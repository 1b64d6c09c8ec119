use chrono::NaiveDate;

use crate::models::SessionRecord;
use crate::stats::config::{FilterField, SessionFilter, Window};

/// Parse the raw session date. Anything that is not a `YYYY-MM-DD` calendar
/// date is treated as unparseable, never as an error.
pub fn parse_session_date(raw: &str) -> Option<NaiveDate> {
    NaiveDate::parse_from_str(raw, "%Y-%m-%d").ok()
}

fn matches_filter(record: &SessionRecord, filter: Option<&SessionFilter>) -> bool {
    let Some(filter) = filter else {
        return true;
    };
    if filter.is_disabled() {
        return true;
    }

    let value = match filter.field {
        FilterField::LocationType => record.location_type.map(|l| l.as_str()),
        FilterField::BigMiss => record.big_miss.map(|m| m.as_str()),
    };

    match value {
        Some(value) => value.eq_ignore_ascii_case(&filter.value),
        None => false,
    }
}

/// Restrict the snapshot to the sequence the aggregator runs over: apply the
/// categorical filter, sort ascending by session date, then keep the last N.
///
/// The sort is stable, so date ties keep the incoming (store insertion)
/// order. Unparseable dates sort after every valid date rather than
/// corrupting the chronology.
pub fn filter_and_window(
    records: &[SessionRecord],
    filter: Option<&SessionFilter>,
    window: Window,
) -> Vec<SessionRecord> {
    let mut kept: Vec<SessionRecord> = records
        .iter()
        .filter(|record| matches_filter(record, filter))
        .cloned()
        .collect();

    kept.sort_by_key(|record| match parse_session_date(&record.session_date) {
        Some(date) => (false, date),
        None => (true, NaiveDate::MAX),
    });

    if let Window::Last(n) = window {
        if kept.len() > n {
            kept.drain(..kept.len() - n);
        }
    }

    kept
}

━━━━━━━━

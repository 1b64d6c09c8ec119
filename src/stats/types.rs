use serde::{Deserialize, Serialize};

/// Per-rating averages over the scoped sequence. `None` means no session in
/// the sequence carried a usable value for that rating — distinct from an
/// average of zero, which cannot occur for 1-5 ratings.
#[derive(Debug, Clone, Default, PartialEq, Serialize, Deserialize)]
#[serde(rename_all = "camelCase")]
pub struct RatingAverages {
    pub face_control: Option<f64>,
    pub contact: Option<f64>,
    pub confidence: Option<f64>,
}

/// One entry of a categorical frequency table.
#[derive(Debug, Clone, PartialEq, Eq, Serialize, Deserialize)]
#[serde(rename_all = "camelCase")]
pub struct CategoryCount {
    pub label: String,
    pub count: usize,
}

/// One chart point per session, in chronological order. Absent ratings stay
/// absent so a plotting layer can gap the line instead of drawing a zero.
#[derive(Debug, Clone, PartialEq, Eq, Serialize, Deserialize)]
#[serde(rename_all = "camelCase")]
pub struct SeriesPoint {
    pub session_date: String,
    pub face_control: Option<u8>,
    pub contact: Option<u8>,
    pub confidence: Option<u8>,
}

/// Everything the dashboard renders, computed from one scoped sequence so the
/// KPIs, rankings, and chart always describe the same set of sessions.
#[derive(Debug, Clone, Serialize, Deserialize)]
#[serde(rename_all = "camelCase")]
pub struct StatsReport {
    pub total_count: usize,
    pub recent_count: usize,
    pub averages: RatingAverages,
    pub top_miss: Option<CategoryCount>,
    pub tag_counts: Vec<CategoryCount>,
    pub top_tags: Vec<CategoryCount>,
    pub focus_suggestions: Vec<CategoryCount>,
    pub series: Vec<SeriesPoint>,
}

━━━━━━━━

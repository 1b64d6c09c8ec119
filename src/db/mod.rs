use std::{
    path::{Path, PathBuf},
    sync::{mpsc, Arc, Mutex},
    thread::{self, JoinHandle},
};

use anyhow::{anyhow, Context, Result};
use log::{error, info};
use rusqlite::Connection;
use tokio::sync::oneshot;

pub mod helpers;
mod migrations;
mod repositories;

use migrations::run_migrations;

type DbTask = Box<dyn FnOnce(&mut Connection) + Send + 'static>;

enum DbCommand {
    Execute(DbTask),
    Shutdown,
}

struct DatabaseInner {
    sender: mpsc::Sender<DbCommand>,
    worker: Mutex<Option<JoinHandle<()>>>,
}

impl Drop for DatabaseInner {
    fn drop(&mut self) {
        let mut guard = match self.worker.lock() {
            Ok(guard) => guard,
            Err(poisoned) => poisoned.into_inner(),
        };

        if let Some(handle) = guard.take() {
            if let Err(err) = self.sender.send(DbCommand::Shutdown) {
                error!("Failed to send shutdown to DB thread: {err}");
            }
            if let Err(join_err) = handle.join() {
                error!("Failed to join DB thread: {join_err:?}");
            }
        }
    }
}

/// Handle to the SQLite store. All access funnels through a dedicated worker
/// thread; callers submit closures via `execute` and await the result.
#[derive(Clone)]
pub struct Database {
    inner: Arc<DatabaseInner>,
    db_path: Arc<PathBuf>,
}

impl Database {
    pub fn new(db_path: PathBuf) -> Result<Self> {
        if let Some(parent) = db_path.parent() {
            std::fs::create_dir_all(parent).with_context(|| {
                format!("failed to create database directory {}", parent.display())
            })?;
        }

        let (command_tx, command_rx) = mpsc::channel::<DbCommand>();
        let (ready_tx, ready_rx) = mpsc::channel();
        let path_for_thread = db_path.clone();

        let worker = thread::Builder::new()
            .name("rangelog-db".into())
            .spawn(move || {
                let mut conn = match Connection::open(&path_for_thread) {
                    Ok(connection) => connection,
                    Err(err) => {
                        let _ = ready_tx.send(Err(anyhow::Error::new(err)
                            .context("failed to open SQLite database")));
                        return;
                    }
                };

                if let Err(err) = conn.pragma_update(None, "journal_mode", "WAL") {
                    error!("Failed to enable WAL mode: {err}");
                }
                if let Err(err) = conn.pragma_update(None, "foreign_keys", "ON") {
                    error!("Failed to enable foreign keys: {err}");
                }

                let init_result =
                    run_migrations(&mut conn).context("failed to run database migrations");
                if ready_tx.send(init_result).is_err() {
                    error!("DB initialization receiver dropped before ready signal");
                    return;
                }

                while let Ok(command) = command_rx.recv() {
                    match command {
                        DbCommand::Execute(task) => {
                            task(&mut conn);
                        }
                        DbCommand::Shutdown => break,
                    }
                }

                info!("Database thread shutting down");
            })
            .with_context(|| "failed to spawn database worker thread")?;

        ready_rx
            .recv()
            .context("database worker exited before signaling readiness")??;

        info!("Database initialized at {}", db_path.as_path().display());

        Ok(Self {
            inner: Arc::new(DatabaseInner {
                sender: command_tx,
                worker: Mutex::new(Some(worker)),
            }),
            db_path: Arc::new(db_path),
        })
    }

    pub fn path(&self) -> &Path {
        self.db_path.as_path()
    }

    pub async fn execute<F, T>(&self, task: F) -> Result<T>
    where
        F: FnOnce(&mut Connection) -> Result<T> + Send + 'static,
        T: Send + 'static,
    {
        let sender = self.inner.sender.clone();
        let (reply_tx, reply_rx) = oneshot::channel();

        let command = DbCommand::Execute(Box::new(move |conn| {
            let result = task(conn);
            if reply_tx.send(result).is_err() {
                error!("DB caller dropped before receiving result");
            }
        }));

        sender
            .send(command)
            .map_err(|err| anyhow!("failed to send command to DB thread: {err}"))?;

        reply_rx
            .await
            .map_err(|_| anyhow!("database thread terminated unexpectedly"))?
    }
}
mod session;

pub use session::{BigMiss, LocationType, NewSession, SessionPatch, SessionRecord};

━━━━━━━━

### What needs to be done
Read the data above and count the lines that include "ratings". Answer only with the count.

### Response to this task
2